Species-specific patterns of population genetic structure differ on a microgeographic scale
Coral exhibits substantial variation in pelagic larval duration, dispersal range, and population connectivity. In this study, we used reduced representation genotyping to compare the genetic structure of Caribbean reef-building species along the southeastern Dominican Republic coastline to assess connectivity within the likely dispersal kernel. Despite relatively small geographic distance between reefs, species-specific differences in genetic structure were observed. The broadcasting coral Orbicella faveolata had high levels of genetic connectivity.
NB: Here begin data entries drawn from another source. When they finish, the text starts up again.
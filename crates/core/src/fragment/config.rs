//! Fragment source configuration.

use serde::{Deserialize, Serialize};
use std::path::PathBuf;

use super::types::OrderingKeyExtractor;

/// Configuration for the fragment source.
#[derive(Debug, Clone, Serialize, Deserialize)]
pub struct SourceConfig {
    /// Listing backend.
    pub backend: SourceBackend,

    /// Local directory listing (required when backend = "directory").
    #[serde(default)]
    pub directory: Option<DirectorySourceConfig>,

    /// Remote XRootD listing (required when backend = "xrootd").
    #[serde(default)]
    pub xrootd: Option<XrootdSourceConfig>,

    /// Regex with one capture group used to derive a fragment's ordering key
    /// from its file name.
    #[serde(default = "default_ordering_key_pattern")]
    pub ordering_key_pattern: String,

    /// Read lumisection keys from the files with `edmFileUtil` instead of
    /// relying on file names.
    #[serde(default)]
    pub lumi_keys: Option<LumiKeyConfig>,
}

/// Available listing backends
#[derive(Debug, Clone, Copy, Serialize, Deserialize, PartialEq, Eq)]
#[serde(rename_all = "snake_case")]
pub enum SourceBackend {
    Directory,
    Xrootd,
}

#[derive(Debug, Clone, Default, Serialize, Deserialize)]
pub struct DirectorySourceConfig {
    /// Descend into sub-directories.
    #[serde(default)]
    pub recursive: bool,

    /// Only list files whose name ends with this suffix.
    #[serde(default)]
    pub name_suffix: Option<String>,

    /// List completion markers instead of data files.
    #[serde(default)]
    pub marker: Option<MarkerMapping>,
}

/// A data file counts as available only once its sibling marker exists.
#[derive(Debug, Clone, Serialize, Deserialize, PartialEq, Eq)]
pub struct MarkerMapping {
    /// Marker file name, e.g. `ecalPedsStep3_job.txt`.
    pub control: String,
    /// Data file name the marker stands for, e.g. `PromptCalibProdEcalPedestals.root`.
    pub target: String,
}

#[derive(Debug, Clone, Serialize, Deserialize)]
pub struct XrootdSourceConfig {
    /// Redirector URL, e.g. `root://eoscms.cern.ch`.
    pub endpoint: String,

    /// Path to the `xrdfs` client.
    #[serde(default = "default_xrdfs_path")]
    pub xrdfs_path: PathBuf,

    /// Timeout for a single listing in seconds.
    #[serde(default = "default_timeout")]
    pub timeout_secs: u64,
}

#[derive(Debug, Clone, Serialize, Deserialize)]
pub struct LumiKeyConfig {
    /// Path to the `edmFileUtil` binary.
    #[serde(default = "default_edm_file_util_path")]
    pub edm_file_util_path: PathBuf,

    /// Prepended to each fragment id to form the file URL.
    #[serde(default = "default_url_prefix")]
    pub url_prefix: String,

    /// Timeout for a single file in seconds.
    #[serde(default = "default_timeout")]
    pub timeout_secs: u64,
}

fn default_edm_file_util_path() -> PathBuf {
    PathBuf::from("edmFileUtil")
}

fn default_url_prefix() -> String {
    "root://eoscms.cern.ch/".to_string()
}

fn default_ordering_key_pattern() -> String {
    OrderingKeyExtractor::DEFAULT_PATTERN.to_string()
}

fn default_xrdfs_path() -> PathBuf {
    PathBuf::from("xrdfs")
}

fn default_timeout() -> u64 {
    60
}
Between the two brooding species, Agaricia agaricites showed strong genetic subdivision, while Porites astreoides exhibited high levels of gene flow . These results suggest that multiple factors outside of life history characteristics influence genetic differentiation among populations, with species-level variability underscoring the importance of restoration and management strategies tailored to individual species, considering regional genetic and environmental variability.